To do: Nothing below is to be printed except the lines between the line holding "prompts.truncate(n);" and the line holding "let (_, directive)", inclusive, each exactly as it appears.

Stored data entries:
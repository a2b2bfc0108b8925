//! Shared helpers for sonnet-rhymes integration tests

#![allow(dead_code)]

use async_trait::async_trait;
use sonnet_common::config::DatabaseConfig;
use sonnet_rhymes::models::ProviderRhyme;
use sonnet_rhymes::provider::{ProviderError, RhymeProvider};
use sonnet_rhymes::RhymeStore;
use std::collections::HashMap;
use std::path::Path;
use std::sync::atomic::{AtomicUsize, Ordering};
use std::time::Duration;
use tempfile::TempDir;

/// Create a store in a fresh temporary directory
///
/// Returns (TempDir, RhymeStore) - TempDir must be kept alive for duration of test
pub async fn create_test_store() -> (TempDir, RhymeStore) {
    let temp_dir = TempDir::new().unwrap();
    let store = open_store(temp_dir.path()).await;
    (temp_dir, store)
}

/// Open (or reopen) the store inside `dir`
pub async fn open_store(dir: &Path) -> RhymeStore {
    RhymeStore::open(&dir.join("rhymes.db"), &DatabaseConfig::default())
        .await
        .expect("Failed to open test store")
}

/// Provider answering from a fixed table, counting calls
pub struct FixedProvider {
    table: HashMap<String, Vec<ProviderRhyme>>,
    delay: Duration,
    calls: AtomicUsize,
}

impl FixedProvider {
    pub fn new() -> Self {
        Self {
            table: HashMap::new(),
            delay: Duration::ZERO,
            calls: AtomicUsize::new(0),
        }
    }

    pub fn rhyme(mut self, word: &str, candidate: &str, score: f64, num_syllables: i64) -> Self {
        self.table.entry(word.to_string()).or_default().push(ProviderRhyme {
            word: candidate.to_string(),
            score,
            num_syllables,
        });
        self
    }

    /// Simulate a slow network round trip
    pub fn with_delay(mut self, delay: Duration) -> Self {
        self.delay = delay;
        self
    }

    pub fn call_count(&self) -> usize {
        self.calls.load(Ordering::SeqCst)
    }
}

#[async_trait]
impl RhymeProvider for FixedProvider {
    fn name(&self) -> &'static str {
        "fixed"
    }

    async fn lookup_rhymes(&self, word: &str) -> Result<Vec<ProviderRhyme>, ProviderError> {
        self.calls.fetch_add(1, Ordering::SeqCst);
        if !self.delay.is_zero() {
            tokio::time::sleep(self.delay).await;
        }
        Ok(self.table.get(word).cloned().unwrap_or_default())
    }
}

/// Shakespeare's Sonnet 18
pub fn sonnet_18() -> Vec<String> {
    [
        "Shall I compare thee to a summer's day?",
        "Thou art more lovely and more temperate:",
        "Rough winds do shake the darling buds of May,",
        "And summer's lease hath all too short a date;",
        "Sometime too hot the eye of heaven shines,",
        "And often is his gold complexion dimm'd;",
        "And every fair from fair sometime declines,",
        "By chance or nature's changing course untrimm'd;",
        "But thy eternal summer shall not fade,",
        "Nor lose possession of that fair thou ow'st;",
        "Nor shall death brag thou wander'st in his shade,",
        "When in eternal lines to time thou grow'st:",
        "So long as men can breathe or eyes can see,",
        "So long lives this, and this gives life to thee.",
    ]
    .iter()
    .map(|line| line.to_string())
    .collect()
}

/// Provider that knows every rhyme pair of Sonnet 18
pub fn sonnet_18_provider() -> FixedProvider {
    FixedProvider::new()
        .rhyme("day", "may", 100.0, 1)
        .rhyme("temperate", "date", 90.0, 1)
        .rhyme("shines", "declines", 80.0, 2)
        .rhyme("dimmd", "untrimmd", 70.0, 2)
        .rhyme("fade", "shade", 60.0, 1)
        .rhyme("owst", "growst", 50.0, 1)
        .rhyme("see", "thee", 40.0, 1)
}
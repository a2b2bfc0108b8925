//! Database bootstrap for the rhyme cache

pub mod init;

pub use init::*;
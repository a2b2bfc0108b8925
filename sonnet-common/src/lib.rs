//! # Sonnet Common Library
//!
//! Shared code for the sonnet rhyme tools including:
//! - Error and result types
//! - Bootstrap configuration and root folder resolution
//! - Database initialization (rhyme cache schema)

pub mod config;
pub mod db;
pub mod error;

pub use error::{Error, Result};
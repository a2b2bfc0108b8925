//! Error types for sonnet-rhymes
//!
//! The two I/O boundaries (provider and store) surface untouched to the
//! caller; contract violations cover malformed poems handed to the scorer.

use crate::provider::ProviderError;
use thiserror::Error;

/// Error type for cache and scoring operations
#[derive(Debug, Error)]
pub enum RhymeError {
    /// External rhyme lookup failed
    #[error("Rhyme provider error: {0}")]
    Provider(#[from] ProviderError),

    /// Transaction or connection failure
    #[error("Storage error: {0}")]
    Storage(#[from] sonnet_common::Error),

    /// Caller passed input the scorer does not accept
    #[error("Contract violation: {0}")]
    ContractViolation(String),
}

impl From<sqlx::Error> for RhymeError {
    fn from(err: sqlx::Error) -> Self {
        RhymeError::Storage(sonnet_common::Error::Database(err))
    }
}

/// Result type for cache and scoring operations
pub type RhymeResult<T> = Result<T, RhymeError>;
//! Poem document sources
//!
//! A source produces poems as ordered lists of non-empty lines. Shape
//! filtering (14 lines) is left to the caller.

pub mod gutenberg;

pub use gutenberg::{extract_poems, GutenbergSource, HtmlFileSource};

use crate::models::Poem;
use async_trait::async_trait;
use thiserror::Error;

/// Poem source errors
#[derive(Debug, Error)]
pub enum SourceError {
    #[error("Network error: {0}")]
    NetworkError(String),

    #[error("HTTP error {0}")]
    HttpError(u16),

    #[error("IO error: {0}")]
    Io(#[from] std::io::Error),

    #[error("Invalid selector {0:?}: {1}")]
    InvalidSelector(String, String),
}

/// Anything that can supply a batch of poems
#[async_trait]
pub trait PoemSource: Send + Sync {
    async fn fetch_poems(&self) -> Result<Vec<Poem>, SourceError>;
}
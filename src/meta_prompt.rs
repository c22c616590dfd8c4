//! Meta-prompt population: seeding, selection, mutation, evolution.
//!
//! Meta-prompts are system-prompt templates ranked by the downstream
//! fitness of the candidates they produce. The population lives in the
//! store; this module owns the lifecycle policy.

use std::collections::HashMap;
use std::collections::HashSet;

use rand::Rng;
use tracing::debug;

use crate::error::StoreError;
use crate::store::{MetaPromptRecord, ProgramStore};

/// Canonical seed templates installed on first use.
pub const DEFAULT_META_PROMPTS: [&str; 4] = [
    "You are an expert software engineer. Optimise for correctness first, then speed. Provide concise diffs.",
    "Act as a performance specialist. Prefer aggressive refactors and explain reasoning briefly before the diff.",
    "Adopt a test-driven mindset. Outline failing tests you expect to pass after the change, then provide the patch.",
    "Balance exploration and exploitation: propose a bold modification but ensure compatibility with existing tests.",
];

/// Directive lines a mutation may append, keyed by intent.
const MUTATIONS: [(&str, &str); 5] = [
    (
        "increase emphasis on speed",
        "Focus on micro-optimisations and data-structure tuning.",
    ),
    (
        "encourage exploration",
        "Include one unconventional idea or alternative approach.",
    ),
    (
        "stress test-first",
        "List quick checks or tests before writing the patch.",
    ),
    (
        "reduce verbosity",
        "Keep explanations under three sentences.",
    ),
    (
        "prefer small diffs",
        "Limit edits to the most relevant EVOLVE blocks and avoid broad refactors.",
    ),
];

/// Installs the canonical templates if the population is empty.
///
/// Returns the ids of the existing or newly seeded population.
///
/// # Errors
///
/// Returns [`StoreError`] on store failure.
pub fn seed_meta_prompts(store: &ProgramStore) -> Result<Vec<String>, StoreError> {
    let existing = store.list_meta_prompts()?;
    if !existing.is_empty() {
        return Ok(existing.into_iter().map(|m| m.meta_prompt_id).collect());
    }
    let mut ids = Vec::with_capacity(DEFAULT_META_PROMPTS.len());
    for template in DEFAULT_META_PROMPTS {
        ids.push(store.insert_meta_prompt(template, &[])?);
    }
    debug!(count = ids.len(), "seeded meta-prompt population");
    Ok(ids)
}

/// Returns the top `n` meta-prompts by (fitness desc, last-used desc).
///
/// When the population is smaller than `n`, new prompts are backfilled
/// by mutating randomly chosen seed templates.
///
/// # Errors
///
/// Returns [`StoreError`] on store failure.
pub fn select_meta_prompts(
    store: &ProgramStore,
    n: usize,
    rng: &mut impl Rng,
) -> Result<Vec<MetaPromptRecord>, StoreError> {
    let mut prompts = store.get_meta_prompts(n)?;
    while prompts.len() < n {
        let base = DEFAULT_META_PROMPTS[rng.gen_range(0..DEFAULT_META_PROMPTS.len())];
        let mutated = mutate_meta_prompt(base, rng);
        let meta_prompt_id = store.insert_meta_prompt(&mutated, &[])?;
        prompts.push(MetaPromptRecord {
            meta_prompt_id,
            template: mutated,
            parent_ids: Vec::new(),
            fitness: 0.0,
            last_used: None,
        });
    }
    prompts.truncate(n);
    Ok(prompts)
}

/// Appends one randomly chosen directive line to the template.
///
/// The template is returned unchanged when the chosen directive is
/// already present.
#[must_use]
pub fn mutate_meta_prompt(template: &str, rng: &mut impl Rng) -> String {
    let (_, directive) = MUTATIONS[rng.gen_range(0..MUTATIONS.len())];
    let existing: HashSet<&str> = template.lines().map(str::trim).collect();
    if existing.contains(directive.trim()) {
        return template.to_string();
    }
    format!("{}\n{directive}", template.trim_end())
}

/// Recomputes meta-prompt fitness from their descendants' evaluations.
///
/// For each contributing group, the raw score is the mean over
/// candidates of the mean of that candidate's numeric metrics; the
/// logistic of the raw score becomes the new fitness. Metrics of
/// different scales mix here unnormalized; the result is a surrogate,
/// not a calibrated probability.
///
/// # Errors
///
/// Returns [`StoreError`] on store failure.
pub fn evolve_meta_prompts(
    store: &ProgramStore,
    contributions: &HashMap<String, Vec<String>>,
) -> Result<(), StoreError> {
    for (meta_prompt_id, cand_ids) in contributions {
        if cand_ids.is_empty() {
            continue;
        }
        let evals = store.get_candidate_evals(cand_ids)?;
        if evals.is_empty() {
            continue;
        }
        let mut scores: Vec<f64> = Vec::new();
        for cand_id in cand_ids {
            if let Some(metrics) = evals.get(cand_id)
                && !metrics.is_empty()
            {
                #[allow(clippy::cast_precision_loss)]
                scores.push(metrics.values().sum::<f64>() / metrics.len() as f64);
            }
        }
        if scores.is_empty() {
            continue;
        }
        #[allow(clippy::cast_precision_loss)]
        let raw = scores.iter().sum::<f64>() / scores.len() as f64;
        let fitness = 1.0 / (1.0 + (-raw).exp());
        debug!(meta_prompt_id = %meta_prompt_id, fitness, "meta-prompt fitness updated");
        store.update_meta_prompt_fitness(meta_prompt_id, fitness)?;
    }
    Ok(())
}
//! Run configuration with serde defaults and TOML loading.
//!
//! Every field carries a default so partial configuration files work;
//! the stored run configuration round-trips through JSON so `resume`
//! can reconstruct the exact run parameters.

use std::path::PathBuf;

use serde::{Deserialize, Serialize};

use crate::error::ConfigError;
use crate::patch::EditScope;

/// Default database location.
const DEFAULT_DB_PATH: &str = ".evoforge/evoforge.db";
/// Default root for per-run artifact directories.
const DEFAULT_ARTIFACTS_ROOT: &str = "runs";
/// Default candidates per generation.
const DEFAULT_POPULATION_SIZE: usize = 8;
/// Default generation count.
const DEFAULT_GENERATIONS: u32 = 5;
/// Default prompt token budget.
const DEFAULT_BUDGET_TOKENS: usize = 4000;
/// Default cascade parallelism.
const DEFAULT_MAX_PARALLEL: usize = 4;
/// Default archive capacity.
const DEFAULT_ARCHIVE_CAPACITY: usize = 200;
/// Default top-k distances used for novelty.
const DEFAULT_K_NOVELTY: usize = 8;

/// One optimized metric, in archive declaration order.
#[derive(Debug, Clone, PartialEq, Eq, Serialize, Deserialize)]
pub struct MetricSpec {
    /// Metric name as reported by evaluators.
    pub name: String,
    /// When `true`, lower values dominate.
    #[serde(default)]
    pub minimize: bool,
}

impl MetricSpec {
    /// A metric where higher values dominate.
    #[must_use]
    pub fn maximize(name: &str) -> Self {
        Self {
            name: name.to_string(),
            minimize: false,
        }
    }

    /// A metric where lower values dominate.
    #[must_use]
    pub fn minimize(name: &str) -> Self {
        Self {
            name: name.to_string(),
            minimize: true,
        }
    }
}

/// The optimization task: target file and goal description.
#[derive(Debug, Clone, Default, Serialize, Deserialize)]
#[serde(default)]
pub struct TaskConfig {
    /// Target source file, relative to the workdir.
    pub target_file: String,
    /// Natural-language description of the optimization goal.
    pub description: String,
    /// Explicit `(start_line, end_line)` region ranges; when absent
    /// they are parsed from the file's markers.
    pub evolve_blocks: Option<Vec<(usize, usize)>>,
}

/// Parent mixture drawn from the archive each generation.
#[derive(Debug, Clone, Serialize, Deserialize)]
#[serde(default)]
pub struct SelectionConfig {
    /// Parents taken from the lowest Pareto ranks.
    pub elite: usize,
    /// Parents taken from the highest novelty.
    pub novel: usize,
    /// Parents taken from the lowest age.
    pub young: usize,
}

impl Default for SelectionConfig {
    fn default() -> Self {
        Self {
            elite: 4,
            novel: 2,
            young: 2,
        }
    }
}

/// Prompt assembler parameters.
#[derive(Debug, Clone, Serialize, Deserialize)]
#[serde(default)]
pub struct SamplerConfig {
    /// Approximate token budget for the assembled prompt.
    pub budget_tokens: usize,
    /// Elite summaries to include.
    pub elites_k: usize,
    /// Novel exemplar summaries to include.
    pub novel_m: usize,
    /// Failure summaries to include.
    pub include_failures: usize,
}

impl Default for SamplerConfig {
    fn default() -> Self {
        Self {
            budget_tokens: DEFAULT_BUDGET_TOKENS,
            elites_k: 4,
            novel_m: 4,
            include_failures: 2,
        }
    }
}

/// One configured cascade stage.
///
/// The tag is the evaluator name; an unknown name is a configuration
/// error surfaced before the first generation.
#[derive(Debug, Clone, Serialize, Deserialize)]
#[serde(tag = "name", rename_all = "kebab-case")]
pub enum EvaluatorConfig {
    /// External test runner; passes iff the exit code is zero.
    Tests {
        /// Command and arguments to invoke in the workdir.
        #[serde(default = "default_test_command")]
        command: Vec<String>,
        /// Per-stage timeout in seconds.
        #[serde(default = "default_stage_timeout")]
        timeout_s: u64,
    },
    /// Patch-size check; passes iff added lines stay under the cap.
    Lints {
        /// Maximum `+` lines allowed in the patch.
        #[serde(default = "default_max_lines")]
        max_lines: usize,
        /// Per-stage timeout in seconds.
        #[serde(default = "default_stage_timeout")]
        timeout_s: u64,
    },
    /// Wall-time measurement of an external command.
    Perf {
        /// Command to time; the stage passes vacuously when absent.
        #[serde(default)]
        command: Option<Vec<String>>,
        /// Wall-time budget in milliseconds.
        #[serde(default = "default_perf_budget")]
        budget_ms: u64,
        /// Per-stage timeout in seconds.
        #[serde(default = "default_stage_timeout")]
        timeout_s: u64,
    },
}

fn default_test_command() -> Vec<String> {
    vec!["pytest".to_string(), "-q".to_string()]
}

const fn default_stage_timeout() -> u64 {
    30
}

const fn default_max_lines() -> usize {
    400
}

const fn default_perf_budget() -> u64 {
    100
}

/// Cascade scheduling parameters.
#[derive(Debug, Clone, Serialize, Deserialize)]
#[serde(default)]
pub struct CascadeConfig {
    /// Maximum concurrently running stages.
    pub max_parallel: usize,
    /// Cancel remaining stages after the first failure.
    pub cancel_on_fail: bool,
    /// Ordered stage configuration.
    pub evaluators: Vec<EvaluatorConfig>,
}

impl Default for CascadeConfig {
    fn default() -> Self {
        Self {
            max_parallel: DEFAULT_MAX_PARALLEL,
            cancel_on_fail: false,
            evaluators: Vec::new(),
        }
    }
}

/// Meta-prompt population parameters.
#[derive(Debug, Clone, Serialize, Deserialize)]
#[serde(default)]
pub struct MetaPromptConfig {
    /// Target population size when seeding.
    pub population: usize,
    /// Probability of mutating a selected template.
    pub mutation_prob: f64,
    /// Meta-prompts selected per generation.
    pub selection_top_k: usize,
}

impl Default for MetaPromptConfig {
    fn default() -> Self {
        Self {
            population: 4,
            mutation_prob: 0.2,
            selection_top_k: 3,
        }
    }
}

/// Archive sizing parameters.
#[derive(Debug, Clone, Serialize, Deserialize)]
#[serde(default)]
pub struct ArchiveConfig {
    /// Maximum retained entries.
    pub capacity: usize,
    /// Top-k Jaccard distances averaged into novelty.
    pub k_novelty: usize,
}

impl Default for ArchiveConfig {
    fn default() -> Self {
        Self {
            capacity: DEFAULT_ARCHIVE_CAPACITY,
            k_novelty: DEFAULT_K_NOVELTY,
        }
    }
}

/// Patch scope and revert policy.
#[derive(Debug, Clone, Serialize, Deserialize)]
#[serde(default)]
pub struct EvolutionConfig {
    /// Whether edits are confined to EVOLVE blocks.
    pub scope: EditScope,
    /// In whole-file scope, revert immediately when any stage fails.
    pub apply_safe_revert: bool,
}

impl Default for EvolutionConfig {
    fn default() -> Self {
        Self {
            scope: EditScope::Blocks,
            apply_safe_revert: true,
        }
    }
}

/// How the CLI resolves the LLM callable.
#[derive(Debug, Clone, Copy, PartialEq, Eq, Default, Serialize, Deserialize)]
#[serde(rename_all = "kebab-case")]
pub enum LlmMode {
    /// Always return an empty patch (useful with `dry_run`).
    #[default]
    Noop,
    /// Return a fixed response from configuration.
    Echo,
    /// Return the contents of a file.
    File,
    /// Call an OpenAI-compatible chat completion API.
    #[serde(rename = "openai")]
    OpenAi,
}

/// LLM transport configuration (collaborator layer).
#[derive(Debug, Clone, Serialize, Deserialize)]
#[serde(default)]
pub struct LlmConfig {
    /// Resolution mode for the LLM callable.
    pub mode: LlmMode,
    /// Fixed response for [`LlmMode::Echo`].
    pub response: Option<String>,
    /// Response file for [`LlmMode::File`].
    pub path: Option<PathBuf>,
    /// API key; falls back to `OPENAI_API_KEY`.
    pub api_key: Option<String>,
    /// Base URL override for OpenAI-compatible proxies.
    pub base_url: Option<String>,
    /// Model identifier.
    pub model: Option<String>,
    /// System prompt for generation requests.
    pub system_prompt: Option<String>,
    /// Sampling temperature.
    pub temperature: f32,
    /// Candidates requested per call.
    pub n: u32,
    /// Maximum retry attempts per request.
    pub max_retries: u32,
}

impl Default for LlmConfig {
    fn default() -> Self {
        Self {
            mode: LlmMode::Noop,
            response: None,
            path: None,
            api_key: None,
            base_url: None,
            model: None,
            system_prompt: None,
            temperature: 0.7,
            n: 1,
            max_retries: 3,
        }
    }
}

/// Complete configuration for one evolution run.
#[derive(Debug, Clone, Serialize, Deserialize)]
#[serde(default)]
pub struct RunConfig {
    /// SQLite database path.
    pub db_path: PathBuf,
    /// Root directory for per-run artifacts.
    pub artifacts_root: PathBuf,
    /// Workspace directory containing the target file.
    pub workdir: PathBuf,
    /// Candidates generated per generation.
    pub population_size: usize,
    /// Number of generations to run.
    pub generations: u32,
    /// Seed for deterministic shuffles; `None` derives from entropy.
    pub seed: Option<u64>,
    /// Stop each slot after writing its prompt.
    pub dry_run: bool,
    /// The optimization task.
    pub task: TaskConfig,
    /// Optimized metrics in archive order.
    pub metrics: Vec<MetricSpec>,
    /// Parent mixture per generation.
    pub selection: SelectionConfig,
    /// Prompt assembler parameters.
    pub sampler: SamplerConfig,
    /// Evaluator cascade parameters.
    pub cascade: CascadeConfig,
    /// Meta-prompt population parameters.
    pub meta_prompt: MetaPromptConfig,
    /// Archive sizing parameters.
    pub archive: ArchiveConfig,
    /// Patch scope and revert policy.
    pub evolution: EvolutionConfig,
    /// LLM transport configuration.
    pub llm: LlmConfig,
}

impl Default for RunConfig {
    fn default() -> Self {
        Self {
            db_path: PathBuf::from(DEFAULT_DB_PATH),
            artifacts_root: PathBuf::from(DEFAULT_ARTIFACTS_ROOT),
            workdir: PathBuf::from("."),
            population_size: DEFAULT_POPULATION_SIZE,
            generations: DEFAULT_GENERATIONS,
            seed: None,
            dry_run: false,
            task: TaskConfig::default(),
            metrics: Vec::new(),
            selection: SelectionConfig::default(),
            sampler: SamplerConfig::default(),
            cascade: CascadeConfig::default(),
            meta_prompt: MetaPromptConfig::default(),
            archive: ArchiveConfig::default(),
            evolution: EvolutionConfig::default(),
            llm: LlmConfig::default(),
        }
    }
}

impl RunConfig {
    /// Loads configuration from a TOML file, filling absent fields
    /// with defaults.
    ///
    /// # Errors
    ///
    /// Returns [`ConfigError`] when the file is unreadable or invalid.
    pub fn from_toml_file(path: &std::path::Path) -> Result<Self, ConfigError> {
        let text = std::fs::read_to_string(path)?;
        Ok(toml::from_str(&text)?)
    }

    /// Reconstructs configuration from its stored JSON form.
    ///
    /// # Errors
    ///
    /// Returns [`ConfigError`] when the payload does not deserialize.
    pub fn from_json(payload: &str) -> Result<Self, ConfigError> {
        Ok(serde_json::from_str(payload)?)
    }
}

Solution for this exercise:
    prompts.truncate(n);
    Ok(prompts)
}

/// Appends one randomly chosen directive line to the template.
///
/// The template is returned unchanged when the chosen directive is
/// already present.
#[must_use]
pub fn mutate_meta_prompt(template: &str, rng: &mut impl Rng) -> String {
    let (_, directive) = MUTATIONS[rng.gen_range(0..MUTATIONS.len())];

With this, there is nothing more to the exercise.